Requa v. Holmes

19 How. Pr. 430
CourtNew York Supreme Court
DecidedApril 15, 1860
StatusPublished

This text of 19 How. Pr. 430 (Requa v. Holmes) is published on Counsel Stack Legal Research, covering New York Supreme Court primary law. Counsel Stack provides free access to over 12 million legal documents including statutes, case law, regulations, and constitutions.

Bluebook
Requa v. Holmes, 19 How. Pr. 430 (N.Y. Super. Ct. 1860).

Opinion

Brown, Justice.

This is an action of ejectment to secure an undivided interest in certain lands in Greenburgh, Westchester ¿ounty, which the plaintiffs claim as heirs at law of Samuel Bequa, deceased. The premises, with other-lands in the same town, belonged formerly to one Isaac Requa, who died sometime previous to the year 1826, intestate and without children, and thereupon his real estate descended to his brothers and sisters (Samuel Requa being-one of the brothers), in fee simple, as tenants in common. This action was commenced in January term of this court, in the year 1844, and tried upon the question of the plaintiffs title, before the Hon. Charles H. Ruggles, at Westchester circuit, in November, 1844, when the defendant had a verdict. This verdict was afterwards affirmed at a general term of this court, and judgment entered for the defendant, which was removed to the court of appeals by writ of error, and there reversed, and a new trial ordered. The defendant claims title to the premises in fee, as the g-rantee of one Steuben Swartwout, by deed, with full covenants bearing date May 2d, 1836. It appears from the proofs that on the 18th of April, 1826, Isaac Davids, and Julia Ann, his wife (Julia Ann being one of the heirs at law of Isaac Requa), filed their bill in the late court of chancery for a partition or a sale of the lands and real estate whereof Isaac Requa died seized. To this bill, and the proceedings consequent thereon, Samuel Requa, whose interest in the lands of Isaac Requa, the plaintiffs claim to recover, and the other brothers and sisters were made parties defendants. The suit proceeded to a decree, and a sale of the premises by one of the masters of the court, to a report and confirmation of the report of the sale and a deed of conveyance of that part of the premises described in the complaint in this action, to Steuben Swartwout, the defendant’s grantor, who paid the purchase money therefor. Pending the proceedings Samuel Requa died, whereby his interest descended to the plaintiffs in this action, or to those whose estate the [432]*432plaintiffs claim. The real and only question in controversy between the parties is, whether the plaintiffs - are divested of their title by the decree and the proceedings in the late court of chancery, taken in connection with their own acts at and subsequent to that time.

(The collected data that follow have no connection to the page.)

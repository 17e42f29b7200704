//! Types, type formals and value formals.

use crate::SyntaxKind;
use crate::diagnostic::UnsupportedConstruct;
use crate::parser::Parser;
use crate::parser::ast::{Formal, Type, TypeFormal, TypeFormalKind, TypeKind};

impl Parser<'_> {
    /// `Name [#(type, ...)]`, a type variable, a numeric type or
    /// `bit [hi:lo]`.
    pub(crate) fn parse_type(&mut self) -> Option<Type> {
        let start = self.ts.start();
        let kind = match self.ts.peek() {
            Some(SyntaxKind::T_TYPE_IDENT) => {
                let (name, _) = self.ts.expect_ident(SyntaxKind::T_TYPE_IDENT)?;
                let params = if self.ts.eat(SyntaxKind::T_HASH).is_some() {
                    self.parse_type_params()?
                } else {
                    Vec::new()
                };
                TypeKind::Named { name, params }
            }
            Some(SyntaxKind::T_IDENT) => {
                let (name, _) = self.ts.expect_ident(SyntaxKind::T_IDENT)?;
                TypeKind::Var(name)
            }
            Some(SyntaxKind::T_INT) => {
                let (_, span) = self.ts.bump()?;
                let text = self.ts.slice(&span);
                let Ok(n) = text.replace('_', "").parse::<u64>() else {
                    self.ts
                        .error(span, format!("`{text}` is not a numeric type"));
                    return None;
                };
                TypeKind::Nat(n)
            }
            Some(SyntaxKind::K_BIT) => {
                self.ts.bump();
                if self.ts.eat(SyntaxKind::T_LBRACKET).is_some() {
                    let hi = self.parse_bit_bound()?;
                    self.ts.expect(SyntaxKind::T_COLON)?;
                    let lo = self.parse_bit_bound()?;
                    self.ts.expect(SyntaxKind::T_RBRACKET)?;
                    TypeKind::Bit { hi, lo }
                } else {
                    TypeKind::Named {
                        name: "bit".to_string(),
                        params: Vec::new(),
                    }
                }
            }
            _ => {
                self.ts.error_expected("type");
                return None;
            }
        };
        Some(Type {
            kind,
            span: self.ts.span_from(start),
        })
    }

    fn parse_type_params(&mut self) -> Option<Vec<Type>> {
        self.ts.expect(SyntaxKind::T_LPAREN)?;
        let mut params = vec![self.parse_type()?];
        while self.ts.eat(SyntaxKind::T_COMMA).is_some() {
            params.push(self.parse_type()?);
        }
        self.ts.expect(SyntaxKind::T_RPAREN)?;
        Some(params)
    }

    fn parse_bit_bound(&mut self) -> Option<u64> {
        let span = self.ts.expect(SyntaxKind::T_INT)?;
        let text = self.ts.slice(&span);
        let Ok(n) = text.replace('_', "").parse::<u64>() else {
            self.ts.error(span, format!("`{text}` is not a bit index"));
            return None;
        };
        Some(n)
    }

    /// `#( [numeric|string] type name, ... )` after an interface name.
    pub(crate) fn parse_type_formals(&mut self) -> Option<Vec<TypeFormal>> {
        self.ts.expect(SyntaxKind::T_HASH)?;
        self.ts.expect(SyntaxKind::T_LPAREN)?;
        let mut formals = Vec::new();
        loop {
            let start = self.ts.start();
            let kind = if self.ts.eat(SyntaxKind::K_NUMERIC).is_some() {
                TypeFormalKind::Numeric
            } else if self.ts.eat(SyntaxKind::K_STRING).is_some() {
                TypeFormalKind::String
            } else {
                TypeFormalKind::Type
            };
            self.ts.expect(SyntaxKind::K_TYPE)?;
            let (name, _) = self.ts.expect_ident(SyntaxKind::T_IDENT)?;
            formals.push(TypeFormal {
                kind,
                name,
                span: self.ts.span_from(start),
            });
            if self.ts.eat(SyntaxKind::T_COMMA).is_none() {
                break;
            }
        }
        self.ts.expect(SyntaxKind::T_RPAREN)?;
        Some(formals)
    }

    /// `( [Type name (, Type name)*] )`
    ///
    /// With `allow_untyped`, a bare name followed by `,` or `)` is accepted
    /// as a formal whose type comes from the interface prototype.
    pub(crate) fn parse_formals(&mut self, allow_untyped: bool) -> Option<Vec<Formal>> {
        self.ts.expect(SyntaxKind::T_LPAREN)?;
        let mut formals = Vec::new();
        if self.ts.eat(SyntaxKind::T_RPAREN).is_some() {
            return Some(formals);
        }
        loop {
            self.skip_attributes();
            let start = self.ts.start();
            let untyped = allow_untyped
                && self.ts.at(SyntaxKind::T_IDENT)
                && matches!(
                    self.ts.nth(1),
                    Some(SyntaxKind::T_COMMA | SyntaxKind::T_RPAREN)
                );
            let ty = if untyped {
                None
            } else {
                Some(self.parse_type()?)
            };
            let (name, _) = self.ts.expect_ident(SyntaxKind::T_IDENT)?;
            formals.push(Formal {
                ty,
                name,
                span: self.ts.span_from(start),
            });
            if self.ts.eat(SyntaxKind::T_COMMA).is_none() {
                break;
            }
        }
        self.ts.expect(SyntaxKind::T_RPAREN)?;
        Some(formals)
    }

    /// `provisos ( ... )`, reported and skipped.
    pub(crate) fn skip_provisos(&mut self) {
        if !self.ts.at(SyntaxKind::K_PROVISOS) {
            return;
        }
        let start = self.ts.start();
        self.ts.bump();
        if self.ts.at(SyntaxKind::T_LPAREN) {
            self.ts.skip_balanced();
        }
        let span = self.ts.span_from(start);
        self.ts.unsupported(span, UnsupportedConstruct::Provisos);
    }
}
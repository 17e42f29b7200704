//! Statement AST, parameterized by dialect.
//!
//! The same statement shapes appear in four surrounding contexts, each with
//! its own set of permitted leaves. A dialect is a zero-sized marker type so a
//! `Block<ActionCtx>` can only ever hold `Stmt<ActionCtx>` values, while the
//! block and conditional parsers are written once, generically.

use std::fmt;

use super::decl::{FunctionDef, ModuleDef};
use super::expr::{CondPredicate, Expr};
use super::types::Type;
use crate::Span;

mod sealed {
    pub trait Sealed {}
}

/// The closed set of statement dialects.
#[derive(Debug, Clone, Copy, PartialEq, Eq, Hash)]
pub enum DialectKind {
    Action,
    ActionValue,
    Expression,
    FunctionBody,
}

/// Leaf statements whose legality depends on the dialect.
#[derive(Debug, Clone, Copy, PartialEq, Eq, Hash)]
pub enum Leaf {
    RegisterWrite,
    Bind,
    SystemTask,
    Return,
    ExprStatement,
    ActionBlock,
}

impl DialectKind {
    /// Whether the dialect accepts the given leaf.
    ///
    /// Declarations, assignments, nested definitions, blocks and conditionals
    /// are legal everywhere and are not listed here.
    #[must_use]
    pub fn permits(self, leaf: Leaf) -> bool {
        match leaf {
            Leaf::RegisterWrite
            | Leaf::Bind
            | Leaf::SystemTask
            | Leaf::ExprStatement
            | Leaf::ActionBlock => matches!(self, Self::Action | Self::ActionValue),
            Leaf::Return => matches!(self, Self::ActionValue | Self::FunctionBody),
        }
    }
}

impl fmt::Display for DialectKind {
    fn fmt(&self, f: &mut fmt::Formatter<'_>) -> fmt::Result {
        f.write_str(match self {
            Self::Action => "an action block",
            Self::ActionValue => "an actionvalue block",
            Self::Expression => "an expression block",
            Self::FunctionBody => "a function body",
        })
    }
}

impl fmt::Display for Leaf {
    fn fmt(&self, f: &mut fmt::Formatter<'_>) -> fmt::Result {
        f.write_str(match self {
            Self::RegisterWrite => "register write",
            Self::Bind => "`<-` binding",
            Self::SystemTask => "system task",
            Self::Return => "`return`",
            Self::ExprStatement => "expression statement",
            Self::ActionBlock => "action block",
        })
    }
}

/// Compile-time statement dialect.
pub trait Dialect:
    sealed::Sealed + Copy + Default + fmt::Debug + PartialEq + Eq + 'static
{
    const KIND: DialectKind;
}

macro_rules! dialect {
    ($(#[$meta:meta])* $name:ident => $kind:ident) => {
        $(#[$meta])*
        #[derive(Debug, Clone, Copy, Default, PartialEq, Eq, Hash)]
        pub struct $name;

        impl sealed::Sealed for $name {}

        impl Dialect for $name {
            const KIND: DialectKind = DialectKind::$kind;
        }
    };
}

dialect!(
    /// Rule bodies, `action ... endaction` and `Action` methods.
    ActionCtx => Action
);
dialect!(
    /// `actionvalue ... endactionvalue` and `ActionValue` methods.
    ActionValueCtx => ActionValue
);
dialect!(
    /// Statements inside a `begin ... end` used as a value.
    ExpressionCtx => Expression
);
dialect!(
    /// Function bodies and value methods.
    FunctionBodyCtx => FunctionBody
);

/// `: name` after an opening or closing keyword.
#[derive(Debug, Clone, PartialEq, Eq)]
pub struct Label {
    pub name: String,
    pub span: Span,
}

/// Labels recorded on a block. They are not required to agree.
#[derive(Debug, Clone, Default, PartialEq, Eq)]
pub struct Labels {
    pub open: Option<Label>,
    pub close: Option<Label>,
}

impl Labels {
    /// `false` only when both labels are present and differ.
    #[must_use]
    pub fn is_consistent(&self) -> bool {
        match (&self.open, &self.close) {
            (Some(open), Some(close)) => open.name == close.name,
            _ => true,
        }
    }
}

/// `begin [: l] stmt* end [: l]`, or the body of an `action`/`actionvalue`
/// block.
#[derive(Debug, Clone, PartialEq)]
pub struct Block<D> {
    pub labels: Labels,
    pub stmts: Vec<Stmt<D>>,
    pub span: Span,
    pub dialect: D,
}

impl<D: Dialect> Block<D> {
    #[must_use]
    pub fn kind(&self) -> DialectKind {
        D::KIND
    }

    pub(crate) fn stmts_sexpr(&self) -> String {
        self.stmts
            .iter()
            .map(|s| format!(" {}", s.to_sexpr()))
            .collect()
    }
}

#[derive(Debug, Clone, PartialEq)]
pub struct IfStmt<D> {
    pub predicate: CondPredicate,
    pub then_branch: Box<Stmt<D>>,
    pub else_branch: Option<Box<Stmt<D>>>,
    pub span: Span,
}

/// How a variable declaration introduces its name.
#[derive(Debug, Clone, PartialEq, Eq)]
pub enum DeclType {
    Typed(Type),
    Let,
}

impl DeclType {
    fn to_source(&self) -> String {
        match self {
            Self::Typed(ty) => ty.to_source(),
            Self::Let => "let".to_string(),
        }
    }
}

/// One name in a declaration, with its optional initializer.
#[derive(Debug, Clone, PartialEq)]
pub struct Declarator {
    pub name: String,
    /// Array dimensions, as in `Reg#(Bool) flags[4][2];`.
    pub dims: Vec<Expr>,
    pub init: Option<Expr>,
    pub span: Span,
}

impl Declarator {
    fn to_sexpr(&self) -> String {
        let dims: String = self
            .dims
            .iter()
            .map(|d| format!("[{}]", d.to_sexpr()))
            .collect();
        match &self.init {
            Some(init) => format!("(= {}{dims} {})", self.name, init.to_sexpr()),
            None => format!("{}{dims}", self.name),
        }
    }
}

/// `Type a [= e], b [= e];` or `let a = e;`.
#[derive(Debug, Clone, PartialEq)]
pub struct VarDecl {
    pub ty: DeclType,
    pub declarators: Vec<Declarator>,
    pub span: Span,
}

/// `lvalue = e;` and, as a register write, `lvalue <= e;`.
#[derive(Debug, Clone, PartialEq)]
pub struct Assign {
    pub target: Expr,
    pub value: Expr,
    pub span: Span,
}

/// `[Type | let] name <- e;`
#[derive(Debug, Clone, PartialEq)]
pub struct Bind {
    /// `None` binds an existing name.
    pub decl: Option<DeclType>,
    pub name: String,
    pub value: Expr,
    pub span: Span,
}

#[derive(Debug, Clone, PartialEq)]
pub struct Stmt<D> {
    pub kind: StmtKind<D>,
    pub span: Span,
}

#[derive(Debug, Clone, PartialEq)]
pub enum StmtKind<D> {
    VarDecl(VarDecl),
    Assign(Assign),
    Bind(Bind),
    RegWrite(Assign),
    /// Call, method call or parenthesised expression used for its effect.
    Expr(Expr),
    Return(Expr),
    Function(Box<FunctionDef>),
    Module(Box<ModuleDef>),
    Block(Block<D>),
    If(IfStmt<D>),
}

impl VarDecl {
    pub(crate) fn to_sexpr(&self) -> String {
        let names: String = self
            .declarators
            .iter()
            .map(|d| format!(" {}", d.to_sexpr()))
            .collect();
        format!("(decl {}{names})", self.ty.to_source())
    }
}

impl Assign {
    pub(crate) fn to_sexpr(&self, op: &str) -> String {
        format!("({op} {} {})", self.target.to_sexpr(), self.value.to_sexpr())
    }
}

impl Bind {
    pub(crate) fn to_sexpr(&self) -> String {
        let decl = self
            .decl
            .as_ref()
            .map(|d| format!("{} ", d.to_source()))
            .unwrap_or_default();
        format!("(<- {decl}{} {})", self.name, self.value.to_sexpr())
    }
}

impl<D: Dialect> Stmt<D> {
    #[must_use]
    pub fn dialect(&self) -> DialectKind {
        D::KIND
    }

    /// Render the statement as an S-expression for tests.
    #[must_use]
    pub fn to_sexpr(&self) -> String {
        match &self.kind {
            StmtKind::VarDecl(decl) => decl.to_sexpr(),
            StmtKind::Assign(assign) => assign.to_sexpr("="),
            StmtKind::RegWrite(write) => write.to_sexpr("<="),
            StmtKind::Bind(bind) => bind.to_sexpr(),
            StmtKind::Expr(expr) => expr.to_sexpr(),
            StmtKind::Return(expr) => format!("(return {})", expr.to_sexpr()),
            StmtKind::Function(def) => format!("(function {})", def.name),
            StmtKind::Module(def) => format!("(module {})", def.name),
            StmtKind::Block(block) => format!("(block{})", block.stmts_sexpr()),
            StmtKind::If(stmt) => {
                let else_part = stmt
                    .else_branch
                    .as_ref()
                    .map(|s| format!(" {}", s.to_sexpr()))
                    .unwrap_or_default();
                format!(
                    "(if {} {}{else_part})",
                    stmt.predicate.to_sexpr(),
                    stmt.then_branch.to_sexpr()
                )
            }
        }
    }
}

#[cfg(test)]
mod tests {
    use super::*;
    use rstest::rstest;

    #[rstest]
    #[case(DialectKind::Action, Leaf::RegisterWrite, true)]
    #[case(DialectKind::ActionValue, Leaf::Bind, true)]
    #[case(DialectKind::Expression, Leaf::RegisterWrite, false)]
    #[case(DialectKind::FunctionBody, Leaf::SystemTask, false)]
    #[case(DialectKind::Action, Leaf::Return, false)]
    #[case(DialectKind::ActionValue, Leaf::Return, true)]
    #[case(DialectKind::FunctionBody, Leaf::Return, true)]
    #[case(DialectKind::Expression, Leaf::Return, false)]
    fn leaf_permissions(#[case] dialect: DialectKind, #[case] leaf: Leaf, #[case] ok: bool) {
        assert_eq!(dialect.permits(leaf), ok);
    }

    #[test]
    fn marker_types_carry_their_kind() {
        assert_eq!(ActionCtx::KIND, DialectKind::Action);
        assert_eq!(ActionValueCtx::KIND, DialectKind::ActionValue);
        assert_eq!(ExpressionCtx::KIND, DialectKind::Expression);
        assert_eq!(FunctionBodyCtx::KIND, DialectKind::FunctionBody);
    }

    #[rstest]
    #[case(Some("a"), Some("a"), true)]
    #[case(Some("a"), Some("b"), false)]
    #[case(None, Some("b"), true)]
    #[case(Some("a"), None, true)]
    fn label_consistency(
        #[case] open: Option<&str>,
        #[case] close: Option<&str>,
        #[case] expected: bool,
    ) {
        let label = |name: &str| Label {
            name: name.to_string(),
            span: 0..0,
        };
        let labels = Labels {
            open: open.map(label),
            close: close.map(label),
        };
        assert_eq!(labels.is_consistent(), expected);
    }
}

The present proceeding, in its origin, was the common law action of ejectment, limited as a remedy to the trial and determination of the legal rights of those concerned, and to awarding the possession to those having the legal title. Now, however, as a consequence of the union of the common law and equity jurisdictions in the same court, and a modification of its practice, the defendant may set up and rely upon such equitable defence as he may have to the plaintiffs right of action, and which, at the time of the first trial, was only available by resort to a separate tribunal. The evidence upon both trials is substantially the same, except the new and additional fact that the plaintiffs have applied to this court, which succeeded to the jurisdiction and authority of the late court of chancery, for leave to appropriate to their own use, and have applied and appropriated that portion of the proceeds of the sales, under the chancellor’s decree, to their own use, which was deposited with the court. There are, however, some material facts in the case, and some legal principles resulting from the existence of those facts, which I shall endeavor to bring out and present, which do not seem to have been brought to the notice of the court of .appeals, and which there -is reason to think must have the effect to qualify, and perhaps take away entirely the effect of the judgment it has rendered.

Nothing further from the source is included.